Yes I believe many would accept verifiable scientific evidence via electromagnetic radiation, the premise Fermi/Drake is not intended to account for disbelief in the face of fact.
najmelliw wrote:b) luck. I am no scientist at all, but with all the almost unimaginable distances involved in spacetravel, how EASY would it be for us to aim only 0,000001 degrees offcentre from some planet, and thus miss it by barely more then a couple of million kilometres?
Such travel would not be the equivalent of shooting a bullet and ongoing course corrections would be the norm.
USAFHokie80 wrote:Chumly wrote:USAFHokie80,
wellcome to able2know.com, it's fun.
Quote:Geoffery A. Landis, of NASA's Glenn Research Center, predicts the first star trek aboard a laser-powered sail ship could begin within 50 years as new methods of space travel put interstellar flight within the grasp of our grandchildren.
"I think that ultimately we're going to do it, it's just a question of when and who," Landis told SPACE.com. "Interstellar travel, actually colonizing space and terraforming a planet, this is the exploration that everybody seems to want to do."
Traditional means of space travel are too slow to push humans out of the solar system. Instead, Landis envisions ships with vast sails, propelled by laser light to about 10 percent the speed of light. Such a craft could make the 4.3 light-year trip to Alpha Centauri, the nearest star system, in about 43 years, though slowing down would be a problem. Stopping could take up to 100 years.
So, according to thermodymanics, energy cannot be created not destroyed, only transferred. So, suppose you have a craft of x mass. The problem is that we need to generate enough energy to get that mass moving. Usually, we do this with rockets. I'm not terribly sure the output in watts/joules the rockets produce, but if a laser were to be used, it would need to generate many times that power. Given that Apollo 10 was only travelling at 0.0037% (i rounded up) the speed of light, that laser would need to produce 2700 times as much power to get us to that 10% mark. Just where are we supposed to get that much power?

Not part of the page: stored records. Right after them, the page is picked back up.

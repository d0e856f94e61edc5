use std::path::PathBuf;

use axum::{
    http::StatusCode,
    response::{IntoResponse, Response},
    Json,
};
use serde_json::json;
use thiserror::Error;

/// Errors raised while reading taxonomy files. Apart from `DataDirNotFound`
/// these are per-file: the loader logs them and moves on.
#[derive(Debug, Error)]
pub enum TaxonomyError {
    #[error("failed to read {}: {source}", .path.display())]
    Io {
        path: PathBuf,
        #[source]
        source: std::io::Error,
    },

    #[error("malformed CSV in {}: {source}", .path.display())]
    Csv {
        path: PathBuf,
        #[source]
        source: csv::Error,
    },

    #[error("{} has no '{column}' column", .path.display())]
    MissingColumn { path: PathBuf, column: &'static str },

    #[error("{} is empty", .0.display())]
    EmptyFile(PathBuf),

    #[error("no taxonomy directory with CSV files found at {} or its fallbacks", .0.display())]
    DataDirNotFound(PathBuf),

    #[error("no skill or occupation file could be loaded from {}", .0.display())]
    NoConcepts(PathBuf),

    #[error("invalid approved aliases in {}: {source}", .path.display())]
    Aliases {
        path: PathBuf,
        #[source]
        source: serde_json::Error,
    },

    #[error("failed to build term index: {0}")]
    Index(#[from] aho_corasick::BuildError),
}

/// Application-level error type.
/// Implements `IntoResponse` so Axum handlers can return `Result<T, AppError>`.
#[derive(Debug, Error)]
pub enum AppError {
    #[error("Not found: {0}")]
    NotFound(String),

    #[error("Validation error: {0}")]
    Validation(String),

    #[error("Conflict: {0}")]
    Conflict(String),

    #[error("Internal server error: {0}")]
    Internal(#[from] anyhow::Error),
}

impl IntoResponse for AppError {
    fn into_response(self) -> Response {
        let (status, code, message) = match &self {
            AppError::NotFound(msg) => (StatusCode::NOT_FOUND, "NOT_FOUND", msg.clone()),
            AppError::Validation(msg) => (StatusCode::BAD_REQUEST, "VALIDATION_ERROR", msg.clone()),
            AppError::Conflict(msg) => (StatusCode::CONFLICT, "CONFLICT", msg.clone()),
            AppError::Internal(e) => {
                tracing::error!("Internal error: {e:?}");
                (
                    StatusCode::INTERNAL_SERVER_ERROR,
                    "INTERNAL_ERROR",
                    "An internal server error occurred".to_string(),
                )
            }
        };

        let body = Json(json!({
            "error": {
                "code": code,
                "message": message
            }
        }));

        (status, body).into_response()
    }
}

#[cfg(test)]
mod tests {
    use super::*;

    #[test]
    fn test_not_found_maps_to_404() {
        let response = AppError::NotFound("skill 'x'".to_string()).into_response();
        assert_eq!(response.status(), StatusCode::NOT_FOUND);
    }

    #[test]
    fn test_conflict_maps_to_409() {
        let response = AppError::Conflict("load running".to_string()).into_response();
        assert_eq!(response.status(), StatusCode::CONFLICT);
    }

    #[test]
    fn test_missing_column_message_names_file_and_column() {
        let err = TaxonomyError::MissingColumn {
            path: PathBuf::from("data/esco/skills_de.csv"),
            column: "preferredLabel",
        };
        let msg = err.to_string();
        assert!(msg.contains("skills_de.csv"));
        assert!(msg.contains("preferredLabel"));
    }
}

From the sun via space based lasers as I already posted.
Up to a certain extent (the wind was a fickle energy source at best) . You're objections are valid, of course. Technically speaking, Columbus' voyage was far more feasible then space travel.
But no one believed in his succes (apart from himself) when he started out, and, the results no one could foresee.
A proper analogy cannot be found in earth history, but I would like to attend that the society of today, while in general I am exceedingly pessimistic about it, is far more research oriented than ever before.
Naj
Quote:If we had the same amount of chemical propellant, it would provide only one tenth as much velocity increment.
What is ion propulsion?
Deep Space 1 sets record with ion propulsion system
It's important to note that it's not the amount of power at any small time period but the amount or power over mission time, hence rockets are not a good example but lasers are, as is possibly ion drive at least for light unmanned craft.
Note I am not suggesting ion drive for manned missions, except possibly for deceleration.